• SUPPLIED INFORMATION
use async_trait::async_trait;
use teloxide::{prelude::*, types::MessageId};

use crate::menu::{handle_selection, InteractionEvent, RenderedView};

pub async fn callback_handler(bot: Bot, q: CallbackQuery) -> ResponseResult<()> {
    let target = q.message.as_ref().map(|m| (m.chat().id, m.id()));
    log::debug!("got callback {:?} from user {}", q.data, q.from.id);
    process_callback(&bot, &q.id, target, q.data.as_deref()).await
}

/// What to do with a pressed button
#[derive(Debug, Clone, PartialEq)]
pub(crate) enum CallbackOutcome {
    /// Replace message with a new view
    Edit {
        chat_id: ChatId,
        message_id: MessageId,
        view: RenderedView,
    },
    Ignore(IgnoreReason),
}

#[derive(Debug, Clone, PartialEq, Eq, thiserror::Error)]
pub(crate) enum IgnoreReason {
    #[error("message is not accessible")]
    NoMessage,
    #[error("callback data is empty")]
    NoData,
    #[error("unknown action {0:?}")]
    UnknownAction(String),
}

pub(crate) fn route_callback(
    target: Option<(ChatId, MessageId)>,
    data: Option<&str>,
) -> CallbackOutcome {
    let Some((chat_id, message_id)) = target else {
        return CallbackOutcome::Ignore(IgnoreReason::NoMessage);
    };
    let Some(data) = data else {
        return CallbackOutcome::Ignore(IgnoreReason::NoData);
    };

    match handle_selection(&InteractionEvent::new(chat_id, data)) {
        Some(view) => CallbackOutcome::Edit {
            chat_id,
            message_id,
            view,
        },
        None => CallbackOutcome::Ignore(IgnoreReason::UnknownAction(data.to_owned())),
    }
}

/// Calls made in response to a pressed button
#[async_trait]
pub(crate) trait CallbackSink {
    async fn answer(&self, callback_id: &str) -> ResponseResult<()>;
    async fn edit(
        &self,
        chat_id: ChatId,
        message_id: MessageId,
        view: RenderedView,
    ) -> ResponseResult<()>;
}

#[async_trait]
impl CallbackSink for Bot {
    async fn answer(&self, callback_id: &str) -> ResponseResult<()> {
        self.answer_callback_query(callback_id).await?;
        Ok(())
    }
    async fn edit(
        &self,
        chat_id: ChatId,
        message_id: MessageId,
        view: RenderedView,
    ) -> ResponseResult<()> {
        let mut request = self
            .edit_message_text(chat_id, message_id, view.text)
            .reply_markup(view.keyboard);
        if let Some(parse_mode) = view.parse_mode {
            request = request.parse_mode(parse_mode);
        }
        request.await?;
        Ok(())
    }
}

pub(crate) async fn process_callback<S>(
    sink: &S,
    callback_id: &str,
    target: Option<(ChatId, MessageId)>,
    data: Option<&str>,
) -> ResponseResult<()>
where
    S: CallbackSink + Sync,
{
    // always answer, otherwise client shows loading until timeout
    sink.answer(callback_id).await?;

    match route_callback(target, data) {
        CallbackOutcome::Edit {
            chat_id,
            message_id,
            view,
        } => sink.edit(chat_id, message_id, view).await?,
        CallbackOutcome::Ignore(reason) => {
            log::warn!("ignoring callback {callback_id}: {reason}")
        }
    }

    Ok(())
}
use teloxide::types::ChatId as TgChatId;

/// Identifier of a conversation with the bot, as assigned by Telegram.
///
/// Private chats are positive, groups and channels are negative.
#[derive(Debug, Default, Clone, Copy, PartialEq, Eq, Hash)]
pub struct ChatId(pub i64);

macro_rules! cast {
    ($($from:ty => $to:ty : $value:ident => $convert:expr),* $(,)?) => {
        $(impl From<$from> for $to {
            fn from($value: $from) -> Self {
                $convert
            }
        })*
    };
}

cast!(
    i64 => ChatId: v => Self(v),

    ChatId => TgChatId: v => Self(v.0),
    TgChatId => ChatId: v => Self(v.0),
);

impl std::fmt::Display for ChatId {
    fn fmt(&self, f: &mut std::fmt::Formatter<'_>) -> std::fmt::Result {
        self.0.fmt(f)
    }
}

• TRY IT
Scan the material above for the word "ChatId". Copy each line where it occurs.

• REPLY TO THE TASK
        chat_id: ChatId,
    target: Option<(ChatId, MessageId)>,
        chat_id: ChatId,
        chat_id: ChatId,
    target: Option<(ChatId, MessageId)>,
use teloxide::types::ChatId as TgChatId;
pub struct ChatId(pub i64);
    i64 => ChatId: v => Self(v),
    ChatId => TgChatId: v => Self(v.0),
    TgChatId => ChatId: v => Self(v.0),
impl std::fmt::Display for ChatId {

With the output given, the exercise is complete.